ConceptMaximum and Minimum Values of a Function in a Closed Interval

#### Question

Verify Lagrange's mean value theorem for the following function on the indicated intervals. find a point 'c' in the indicated interval as stated by the Lagrange's mean value theorem  f(x) = sin x − sin 2x − x on [0, π] ?

#### Solution

We have ,

$f\left( x \right) = \sin x - \sin2x - x$

Since

$\sin x, \sin2x \text { & }x$ are everywhere continuous and differentiable]

Therefore,

$f\left( x \right)$ is continuous on $\left[ 0, \pi \right]$ and differentiable on $\left( 0, \pi \right)$
Thus, both the conditions of lagrange's theorem are satisfied.
Consequently, there exists some
$c \in \left( 0, \pi \right)$  such that
$f'\left( c \right) = \frac{f\left( \pi \right) - f\left( 0 \right)}{\pi - 0} = \frac{f\left( \pi \right) - f\left( 0 \right)}{\pi}$
Now,
$f\left( x \right) = \sin x - \sin2x - x$
$f'\left( x \right) = \cos x - 2\cos2x - 1$,
$f\left( \pi \right) = - \pi$,
$f\left( 0 \right) = 0$
∴ $f'\left( x \right) = \frac{f\left( \pi \right) - f\left( 0 \right)}{\pi - 0}$

$\Rightarrow \cos x - 2\cos2x - 1 = - 1$

$\Rightarrow \cos x - 2\cos2x = 0$

$\Rightarrow \cos x - 4 \cos^2 x = - 2$

$\Rightarrow 4 \cos^2 x - \cos x - 2 = 0$

$\Rightarrow \cos x = \frac{1}{8}\left( 1 \pm \sqrt{33} \right)$

$\Rightarrow x = \cos^{- 1} \left[ \frac{1}{8}\left( 1 \pm \sqrt{33} \right) \right]$

Thus,

$c = \cos^{- 1} \left( \frac{1 \pm \sqrt{33}}{8} \right) \in \left( 0, \pi \right)$ such that

$f'\left( c \right) = \frac{f\left( \pi \right) - f\left( 0 \right)}{\pi - 0}$.

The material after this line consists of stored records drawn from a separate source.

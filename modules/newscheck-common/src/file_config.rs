use std::path::{Path, PathBuf};
use std::time::Duration;

use serde::{Deserialize, Serialize};

use crate::error::NewsCheckError;

/// TOML-backed configuration loaded from disk. Every section has defaults,
/// so an empty file (or no file) yields a working configuration.
#[derive(Debug, Clone, Default, Deserialize)]
#[serde(default, deny_unknown_fields)]
pub struct FileConfig {
    pub models: ModelsConfig,
    pub pipeline: PipelineConfig,
    pub prompts: PromptsConfig,
}

#[derive(Debug, Clone, Deserialize)]
#[serde(default, deny_unknown_fields)]
pub struct ModelsConfig {
    /// Chat model used by every agent.
    pub agent_model: String,
    /// Directory holding the topic model and vocabulary exports.
    pub model_dir: PathBuf,
    pub topic_model: PathBuf,
    pub dictionary: PathBuf,
    pub classifier: ClassifierConfig,
}

impl Default for ModelsConfig {
    fn default() -> Self {
        Self {
            agent_model: "gpt-4o-mini".to_string(),
            model_dir: PathBuf::from("models"),
            topic_model: PathBuf::from("lda_model.json"),
            dictionary: PathBuf::from("dictionary.json"),
            classifier: ClassifierConfig::default(),
        }
    }
}

impl ModelsConfig {
    pub fn topic_model_path(&self) -> PathBuf {
        self.model_dir.join(&self.topic_model)
    }

    pub fn dictionary_path(&self) -> PathBuf {
        self.model_dir.join(&self.dictionary)
    }
}

#[derive(Debug, Clone, Deserialize)]
#[serde(default, deny_unknown_fields)]
pub struct ClassifierConfig {
    /// Object-store id of the exported classifier weights.
    pub content_id: String,
    /// Local cache location; the download is skipped when this file exists.
    pub cache_path: PathBuf,
    /// Download URL; `{content_id}` is substituted.
    pub download_url: String,
    /// Optional hex SHA-256 of the weights file.
    pub sha256: Option<String>,
    pub domain_count: u32,
    pub default_domain: u32,
    /// Maximum number of tokens fed to the classifier.
    pub max_len: usize,
}

impl Default for ClassifierConfig {
    fn default() -> Self {
        Self {
            content_id: "17u8fXwxm5JVWqEJwdcxzea2LhVl0KR5m".to_string(),
            cache_path: PathBuf::from("models/model_10_experts_20_epoch_best.json"),
            download_url: "https://drive.google.com/uc?export=download&id={content_id}"
                .to_string(),
            sha256: None,
            domain_count: 11,
            default_domain: 0,
            max_len: 250,
        }
    }
}

impl ClassifierConfig {
    pub fn resolved_download_url(&self) -> String {
        self.download_url.replace("{content_id}", &self.content_id)
    }
}

/// How the corroboration count is produced.
#[derive(Debug, Clone, Copy, PartialEq, Eq, Default, Serialize, Deserialize)]
#[serde(rename_all = "snake_case")]
pub enum CorroborationMode {
    /// Ask the filter agent.
    #[default]
    Agent,
    /// Count locally with the configured match policy.
    Literal,
}

/// What "the headline is found in an entry" means.
#[derive(Debug, Clone, Copy, PartialEq, Eq, Default, Serialize, Deserialize)]
#[serde(rename_all = "snake_case")]
pub enum MatchPolicy {
    /// Case-sensitive substring containment.
    #[default]
    Substring,
    /// Case-sensitive containment delimited by non-alphanumeric characters.
    WordBoundary,
}

#[derive(Debug, Clone, Deserialize)]
#[serde(default, deny_unknown_fields)]
pub struct PipelineConfig {
    pub agent_timeout_secs: u64,
    pub inference_timeout_secs: u64,
    pub retrieval_timeout_secs: u64,
    pub download_timeout_secs: u64,
    /// Number of search results requested as context.
    pub search_results: usize,
    pub corroboration_mode: CorroborationMode,
    pub match_policy: MatchPolicy,
    /// Use the dominant topic as the classifier domain when the article has none.
    ///
    /// The topic id is passed through unchanged, so this only makes sense when
    /// the topic model was trained with topics numbered like the classifier's
    /// domains. Ids outside the domain range fall back to `default_domain`.
    pub domain_from_topic: bool,
    /// Language of the verdict reasoning.
    pub verdict_language: String,
    /// Tell the verdict agent which inputs are unavailable.
    pub flag_degraded_inputs: bool,
    /// Byte budget for article and context text inside prompts.
    pub max_prompt_bytes: usize,
}

impl Default for PipelineConfig {
    fn default() -> Self {
        Self {
            agent_timeout_secs: 60,
            inference_timeout_secs: 30,
            retrieval_timeout_secs: 30,
            download_timeout_secs: 600,
            search_results: 10,
            corroboration_mode: CorroborationMode::default(),
            match_policy: MatchPolicy::default(),
            domain_from_topic: false,
            verdict_language: "Spanish".to_string(),
            flag_degraded_inputs: true,
            max_prompt_bytes: 12_000,
        }
    }
}

impl PipelineConfig {
    pub fn agent_timeout(&self) -> Duration {
        Duration::from_secs(self.agent_timeout_secs)
    }

    pub fn inference_timeout(&self) -> Duration {
        Duration::from_secs(self.inference_timeout_secs)
    }

    pub fn retrieval_timeout(&self) -> Duration {
        Duration::from_secs(self.retrieval_timeout_secs)
    }

    pub fn download_timeout(&self) -> Duration {
        Duration::from_secs(self.download_timeout_secs)
    }
}

/// Optional operator overrides for the agent templates, one file per agent.
#[derive(Debug, Clone, Default, Deserialize)]
#[serde(default, deny_unknown_fields)]
pub struct PromptsConfig {
    pub filter: Option<PathBuf>,
    pub class: Option<PathBuf>,
    pub headline: Option<PathBuf>,
    pub decision: Option<PathBuf>,
}

impl FileConfig {
    /// Parse a TOML document and validate it.
    pub fn from_toml(content: &str) -> Result<Self, NewsCheckError> {
        let config: FileConfig = toml::from_str(content)
            .map_err(|e| NewsCheckError::Config(format!("invalid config: {e}")))?;
        config.validate()?;
        Ok(config)
    }

    /// Load from `path`, or fall back to defaults when no path is given.
    pub fn load(path: Option<&Path>) -> Result<Self, NewsCheckError> {
        match path {
            Some(path) => {
                let content = std::fs::read_to_string(path).map_err(|e| {
                    NewsCheckError::Config(format!(
                        "failed to read config file {}: {e}",
                        path.display()
                    ))
                })?;
                Self::from_toml(&content)
            }
            None => Ok(Self::default()),
        }
    }

    pub fn validate(&self) -> Result<(), NewsCheckError> {
        let classifier = &self.models.classifier;
        if classifier.domain_count == 0 {
            return Err(NewsCheckError::Config(
                "models.classifier.domain_count must be positive".into(),
            ));
        }
        if classifier.default_domain >= classifier.domain_count {
            return Err(NewsCheckError::Config(format!(
                "models.classifier.default_domain {} is outside 0..{}",
                classifier.default_domain, classifier.domain_count
            )));
        }
        if classifier.max_len == 0 {
            return Err(NewsCheckError::Config(
                "models.classifier.max_len must be positive".into(),
            ));
        }
        let pipeline = &self.pipeline;
        for (name, secs) in [
            ("agent_timeout_secs", pipeline.agent_timeout_secs),
            ("inference_timeout_secs", pipeline.inference_timeout_secs),
            ("retrieval_timeout_secs", pipeline.retrieval_timeout_secs),
            ("download_timeout_secs", pipeline.download_timeout_secs),
        ] {
            if secs == 0 {
                return Err(NewsCheckError::Config(format!(
                    "pipeline.{name} must be positive"
                )));
            }
        }
        if pipeline.search_results == 0 {
            return Err(NewsCheckError::Config(
                "pipeline.search_results must be positive".into(),
            ));
        }
        if pipeline.verdict_language.trim().is_empty() {
            return Err(NewsCheckError::Config(
                "pipeline.verdict_language must not be empty".into(),
            ));
        }
        Ok(())
    }
}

Hence, Lagrange's theorem is verified.

Is there an error in this question or solution?

#### APPEARS IN

Solution Verify Lagrange'S Mean Value Theorem for the Following Function on the Indicated Intervals. Find a Point 'C' in the Indicated Interval as Stated by the F(X) = Sin X − Sin 2x − X on [0, π] ? Concept: Maximum and Minimum Values of a Function in a Closed Interval.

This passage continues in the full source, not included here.